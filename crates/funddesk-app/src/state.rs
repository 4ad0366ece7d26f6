// Copyright 2026 Phillip Cloud
// Licensed under the Apache License, Version 2.0

use crate::model::TabKind;

#[derive(Debug, Clone, Copy, PartialEq, Eq)]
pub enum AppMode {
    Nav,
    Search,
    Confirm,
}

#[derive(Debug, Clone, PartialEq, Eq)]
pub struct AppState {
    pub mode: AppMode,
    pub active_tab: TabKind,
    pub status_line: Option<String>,
}

impl Default for AppState {
    fn default() -> Self {
        Self {
            mode: AppMode::Nav,
            active_tab: TabKind::Securities,
            status_line: None,
        }
    }
}

#[derive(Debug, Clone, PartialEq, Eq)]
pub enum AppCommand {
    NextTab,
    PrevTab,
    EnterSearch,
    OpenConfirm,
    ExitToNav,
    SetStatus(String),
    ClearStatus,
}

#[derive(Debug, Clone, PartialEq, Eq)]
pub enum AppEvent {
    ModeChanged(AppMode),
    TabChanged(TabKind),
    StatusUpdated(String),
    StatusCleared,
}

impl AppState {
    pub fn dispatch(&mut self, command: AppCommand) -> Vec<AppEvent> {
        match command {
            AppCommand::NextTab => self.rotate_tab(1),
            AppCommand::PrevTab => self.rotate_tab(-1),
            AppCommand::EnterSearch => {
                self.mode = AppMode::Search;
                vec![AppEvent::ModeChanged(self.mode)]
            }
            AppCommand::OpenConfirm => {
                self.mode = AppMode::Confirm;
                vec![AppEvent::ModeChanged(self.mode)]
            }
            AppCommand::ExitToNav => {
                self.mode = AppMode::Nav;
                vec![AppEvent::ModeChanged(self.mode)]
            }
            AppCommand::SetStatus(message) => {
                self.status_line = Some(message.clone());
                vec![AppEvent::StatusUpdated(message)]
            }
            AppCommand::ClearStatus => {
                self.status_line = None;
                vec![AppEvent::StatusCleared]
            }
        }
    }

    fn rotate_tab(&mut self, delta: isize) -> Vec<AppEvent> {
        let tabs = TabKind::ALL;
        let current = tabs
            .iter()
            .position(|tab| *tab == self.active_tab)
            .unwrap_or(0) as isize;
        let len = tabs.len() as isize;
        let next = (current + delta).rem_euclid(len) as usize;
        self.active_tab = tabs[next];
        vec![AppEvent::TabChanged(self.active_tab)]
    }
}

#[cfg(test)]
mod tests {
    use super::{AppCommand, AppEvent, AppMode, AppState};
    use crate::model::TabKind;

    #[test]
    fn tab_rotation_wraps() {
        let mut state = AppState {
            active_tab: TabKind::Transactions,
            ..AppState::default()
        };

        let events = state.dispatch(AppCommand::NextTab);
        assert_eq!(state.active_tab, TabKind::Securities);
        assert_eq!(events, vec![AppEvent::TabChanged(TabKind::Securities)]);

        state.dispatch(AppCommand::PrevTab);
        assert_eq!(state.active_tab, TabKind::Transactions);
    }

    #[test]
    fn mode_transitions() {
        let mut state = AppState::default();

        state.dispatch(AppCommand::EnterSearch);
        assert_eq!(state.mode, AppMode::Search);

        state.dispatch(AppCommand::OpenConfirm);
        assert_eq!(state.mode, AppMode::Confirm);

        state.dispatch(AppCommand::ExitToNav);
        assert_eq!(state.mode, AppMode::Nav);
    }

    #[test]
    fn status_set_and_clear() {
        let mut state = AppState::default();

        let set = state.dispatch(AppCommand::SetStatus("sort ticker asc".to_owned()));
        assert_eq!(state.status_line.as_deref(), Some("sort ticker asc"));
        assert_eq!(
            set,
            vec![AppEvent::StatusUpdated("sort ticker asc".to_owned())],
        );

        let cleared = state.dispatch(AppCommand::ClearStatus);
        assert_eq!(state.status_line, None);
        assert_eq!(cleared, vec![AppEvent::StatusCleared]);
    }
}
// Copyright 2026 Phillip Cloud
// Licensed under the Apache License, Version 2.0

/// Sequence guard for one list's asynchronous fetches.
///
/// Every issued fetch is tagged with a fresh sequence number; when a
/// response arrives, only the number matching the latest issue may be
/// applied. A slow response that was overtaken by a newer request is
/// dropped instead of overwriting fresher rows. Closing the tracker
/// (screen tear-down) invalidates everything still in flight.
#[derive(Debug, Clone, Copy, PartialEq, Eq, Default)]
pub struct FetchSequence {
    latest: u64,
    closed: bool,
}

impl FetchSequence {
    pub fn new() -> Self {
        Self::default()
    }

    /// Tag a new fetch. Invalidates all previously issued tags.
    pub fn issue(&mut self) -> u64 {
        self.latest = self.latest.wrapping_add(1);
        self.latest
    }

    /// Whether a response carrying `seq` is the one that may win.
    pub fn accepts(&self, seq: u64) -> bool {
        !self.closed && seq == self.latest
    }

    /// Discard every in-flight response from now on.
    pub fn close(&mut self) {
        self.closed = true;
    }

    pub fn latest(&self) -> u64 {
        self.latest
    }
}
fn emit_status<S: StateStore>(
    state: &mut AppState,
    view_data: &mut ViewData<S>,
    internal_tx: &Sender<PageEvent>,
    message: impl Into<String>,
) {
    state.dispatch(AppCommand::SetStatus(message.into()));
    view_data.status_token = view_data.status_token.saturating_add(1);
    schedule_status_clear(internal_tx, view_data.status_token);
}

fn handle_key_event<R: ApiRuntime, S: StateStore>(
    state: &mut AppState,
    runtime: &mut R,
    view_data: &mut ViewData<S>,
    internal_tx: &Sender<PageEvent>,
    key: KeyEvent,
) -> bool {
    if key.code == KeyCode::Char('q') && key.modifiers.contains(KeyModifiers::CONTROL) {
        return true;
    }

    if view_data.help_visible {
        if key.code == KeyCode::Esc || key.code == KeyCode::Char('?') {
            view_data.help_visible = false;
        }
        return false;
    }

    match state.mode {
        AppMode::Search => {
            handle_search_key(state, runtime, view_data, internal_tx, key);
            false
        }
        AppMode::Confirm => {
            handle_confirm_key(state, runtime, view_data, internal_tx, key);
            false
        }
        AppMode::Nav => handle_nav_key(state, runtime, view_data, internal_tx, key),
    }
}

fn handle_search_key<R: ApiRuntime, S: StateStore>(
    state: &mut AppState,
    runtime: &mut R,
    view_data: &mut ViewData<S>,
    internal_tx: &Sender<PageEvent>,
    key: KeyEvent,
) {
    match key.code {
        KeyCode::Esc => {
            view_data.search_input.clear();
            state.dispatch(AppCommand::ExitToNav);
        }
        KeyCode::Enter => {
            let term = view_data.search_input.trim().to_owned();
            view_data.search_input.clear();
            state.dispatch(AppCommand::ExitToNav);

            let tab = state.active_tab;
            let screen = view_data.screen_mut(tab);
            screen.controller.dispatch(ListCommand::SetSearchTerm(term));
            request_fetch(runtime, screen, internal_tx);
        }
        KeyCode::Backspace => {
            view_data.search_input.pop();
        }
        KeyCode::Char(ch) => view_data.search_input.push(ch),
        _ => {}
    }
}

fn handle_confirm_key<R: ApiRuntime, S: StateStore>(
    state: &mut AppState,
    runtime: &mut R,
    view_data: &mut ViewData<S>,
    internal_tx: &Sender<PageEvent>,
    key: KeyEvent,
) {
    let decision = match key.code {
        KeyCode::Char('y') | KeyCode::Enter => ConfirmDecision::Confirm,
        KeyCode::Char('n') | KeyCode::Esc => ConfirmDecision::Dismiss,
        _ => return,
    };

    let Some(workflow) = view_data.confirm.take() else {
        state.dispatch(AppCommand::ExitToNav);
        return;
    };
    state.dispatch(AppCommand::ExitToNav);

    let tab = state.active_tab;
    let label = workflow.target().label.clone();
    let outcome = workflow.resolve(decision, |id| runtime.deactivate(tab, id));

    match outcome {
        ConfirmOutcome::Success => {
            emit_status(state, view_data, internal_tx, format!("{label} deactivated"));
            let screen = view_data.screen_mut(tab);
            request_fetch(runtime, screen, internal_tx);
        }
        ConfirmOutcome::Failure(message) => {
            emit_status(state, view_data, internal_tx, message);
        }
        ConfirmOutcome::Dismissed => {}
    }
}
// Copyright 2026 Phillip Cloud
// Licensed under the Apache License, Version 2.0

use anyhow::{Context, Result, anyhow, bail};
use serde::Deserialize;
use std::env;
use std::fs;
use std::path::{Path, PathBuf};
use std::time::Duration;

const CONFIG_VERSION: i64 = 1;
const DEFAULT_API_BASE_URL: &str = "http://localhost:8000/api";
const DEFAULT_API_TIMEOUT: &str = "5s";

#[derive(Debug, Clone, Deserialize)]
pub struct Config {
    pub version: i64,
    #[serde(default)]
    pub storage: Storage,
    #[serde(default)]
    pub api: Api,
    #[serde(default)]
    pub ui: Ui,
}

impl Default for Config {
    fn default() -> Self {
        Self {
            version: CONFIG_VERSION,
            storage: Storage::default(),
            api: Api::default(),
            ui: Ui::default(),
        }
    }
}

#[derive(Debug, Clone, Default, Deserialize)]
pub struct Storage {
    pub db_path: Option<String>,
}

#[derive(Debug, Clone, Deserialize)]
pub struct Api {
    pub base_url: Option<String>,
    pub timeout: Option<String>,
}

impl Default for Api {
    fn default() -> Self {
        Self {
            base_url: Some(DEFAULT_API_BASE_URL.to_owned()),
            timeout: Some(DEFAULT_API_TIMEOUT.to_owned()),
        }
    }
}

#[derive(Debug, Clone, Deserialize)]
pub struct Ui {
    pub page_size: Option<u32>,
}

impl Default for Ui {
    fn default() -> Self {
        Self {
            page_size: Some(funddesk_app::DEFAULT_PAGE_SIZE),
        }
    }
}

impl Config {
    pub fn default_path() -> Result<PathBuf> {
        if let Some(path) = env::var_os("FUNDDESK_CONFIG_PATH") {
            return Ok(PathBuf::from(path));
        }

        let config_root = dirs::config_dir().ok_or_else(|| {
            anyhow!("cannot resolve config directory; set FUNDDESK_CONFIG_PATH to the config file")
        })?;

        let app_dir = config_root.join(funddesk_store::APP_NAME);
        fs::create_dir_all(&app_dir)
            .with_context(|| format!("create config directory {}", app_dir.display()))?;
        Ok(app_dir.join("config.toml"))
    }

    pub fn load(path: &Path) -> Result<Self> {
        if !path.exists() {
            return Ok(Self::default());
        }

        let raw = fs::read_to_string(path)
            .with_context(|| format!("read config file {}", path.display()))?;
        let value: toml::Value = toml::from_str(&raw)
            .with_context(|| format!("parse TOML config {}", path.display()))?;

        let version = value
            .get("version")
            .and_then(toml::Value::as_integer)
            .ok_or_else(|| {
                anyhow!(
                    "config file {} has no version. Add `version = 1` and put values under [storage], [api], and [ui]",
                    path.display()
                )
            })?;

        if version != CONFIG_VERSION {
            bail!(
                "unsupported config version {} in {}; expected version = 1",
                version,
                path.display()
            );
        }

        let config: Config = value
            .try_into()
            .with_context(|| format!("decode config {}", path.display()))?;
        config.validate(path)?;
        Ok(config)
    }

    fn validate(&self, path: &Path) -> Result<()> {
        if let Some(db_path) = &self.storage.db_path {
            funddesk_store::validate_db_path(db_path)?;
        }

        if let Some(base_url) = &self.api.base_url
            && base_url.trim().is_empty()
        {
            bail!("api.base_url in {} must not be empty", path.display());
        }

        if let Some(timeout) = &self.api.timeout {
            let parsed = parse_duration(timeout)?;
            if parsed <= Duration::ZERO {
                bail!(
                    "api.timeout in {} must be positive, got {}",
                    path.display(),
                    timeout
                );
            }
        }

        if let Some(page_size) = self.ui.page_size
            && page_size == 0
        {
            bail!("ui.page_size in {} must be at least 1", path.display());
        }

        Ok(())
    }

    pub fn db_path(&self) -> Result<PathBuf> {
        match &self.storage.db_path {
            Some(path) => Ok(PathBuf::from(path)),
            None => funddesk_store::default_db_path(),
        }
    }

    pub fn api_base_url(&self) -> &str {
        self.api
            .base_url
            .as_deref()
            .unwrap_or(DEFAULT_API_BASE_URL)
            .trim_end_matches('/')
    }

    pub fn api_timeout(&self) -> Result<Duration> {
        parse_duration(self.api.timeout.as_deref().unwrap_or(DEFAULT_API_TIMEOUT))
    }

    pub fn page_size(&self) -> u32 {
        self.ui
            .page_size
            .unwrap_or(funddesk_app::DEFAULT_PAGE_SIZE)
            .max(1)
    }

    pub fn example_config(path: &Path) -> String {
        format!(
            "# funddesk config\n# Place this file at: {}\n\nversion = 1\n\n[storage]\n# Optional. Default is platform data dir (for example ~/.local/share/funddesk/funddesk.db)\n# db_path = \"/absolute/path/to/funddesk.db\"\n\n[api]\nbase_url = \"{}\"\ntimeout = \"{}\"\n\n[ui]\npage_size = {}\n",
            path.display(),
            DEFAULT_API_BASE_URL,
            DEFAULT_API_TIMEOUT,
            funddesk_app::DEFAULT_PAGE_SIZE,
        )
    }
}

fn parse_duration(raw: &str) -> Result<Duration> {
    if let Some(value) = raw.strip_suffix("ms") {
        let millis: u64 = value
            .parse()
            .with_context(|| format!("invalid timeout duration {raw:?}"))?;
        return Ok(Duration::from_millis(millis));
    }
    if let Some(value) = raw.strip_suffix('s') {
        let secs: u64 = value
            .parse()
            .with_context(|| format!("invalid timeout duration {raw:?}"))?;
        return Ok(Duration::from_secs(secs));
    }
    if let Some(value) = raw.strip_suffix('m') {
        let mins: u64 = value
            .parse()
            .with_context(|| format!("invalid timeout duration {raw:?}"))?;
        return Ok(Duration::from_secs(mins * 60));
    }

    bail!("invalid duration {raw:?}; use one of: <N>ms, <N>s, <N>m (for example 500ms or 5s)")
}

**Work to complete:**
Only the lines above, from the first through the one holding "self.active_tab = tabs[next];", are to be output, and they must be copied exactly.

**Reply:**
filename crates/funddesk-app/src/state.rs
repository 4ad0366ece7d26f6
// Copyright 2026 Phillip Cloud
// Licensed under the Apache License, Version 2.0

use crate::model::TabKind;

#[derive(Debug, Clone, Copy, PartialEq, Eq)]
pub enum AppMode {
    Nav,
    Search,
    Confirm,
}

#[derive(Debug, Clone, PartialEq, Eq)]
pub struct AppState {
    pub mode: AppMode,
    pub active_tab: TabKind,
    pub status_line: Option<String>,
}

impl Default for AppState {
    fn default() -> Self {
        Self {
            mode: AppMode::Nav,
            active_tab: TabKind::Securities,
            status_line: None,
        }
    }
}

#[derive(Debug, Clone, PartialEq, Eq)]
pub enum AppCommand {
    NextTab,
    PrevTab,
    EnterSearch,
    OpenConfirm,
    ExitToNav,
    SetStatus(String),
    ClearStatus,
}

#[derive(Debug, Clone, PartialEq, Eq)]
pub enum AppEvent {
    ModeChanged(AppMode),
    TabChanged(TabKind),
    StatusUpdated(String),
    StatusCleared,
}

impl AppState {
    pub fn dispatch(&mut self, command: AppCommand) -> Vec<AppEvent> {
        match command {
            AppCommand::NextTab => self.rotate_tab(1),
            AppCommand::PrevTab => self.rotate_tab(-1),
            AppCommand::EnterSearch => {
                self.mode = AppMode::Search;
                vec![AppEvent::ModeChanged(self.mode)]
            }
            AppCommand::OpenConfirm => {
                self.mode = AppMode::Confirm;
                vec![AppEvent::ModeChanged(self.mode)]
            }
            AppCommand::ExitToNav => {
                self.mode = AppMode::Nav;
                vec![AppEvent::ModeChanged(self.mode)]
            }
            AppCommand::SetStatus(message) => {
                self.status_line = Some(message.clone());
                vec![AppEvent::StatusUpdated(message)]
            }
            AppCommand::ClearStatus => {
                self.status_line = None;
                vec![AppEvent::StatusCleared]
            }
        }
    }

    fn rotate_tab(&mut self, delta: isize) -> Vec<AppEvent> {
        let tabs = TabKind::ALL;
        let current = tabs
            .iter()
            .position(|tab| *tab == self.active_tab)
            .unwrap_or(0) as isize;
        let len = tabs.len() as isize;
        let next = (current + delta).rem_euclid(len) as usize;
        self.active_tab = tabs[next];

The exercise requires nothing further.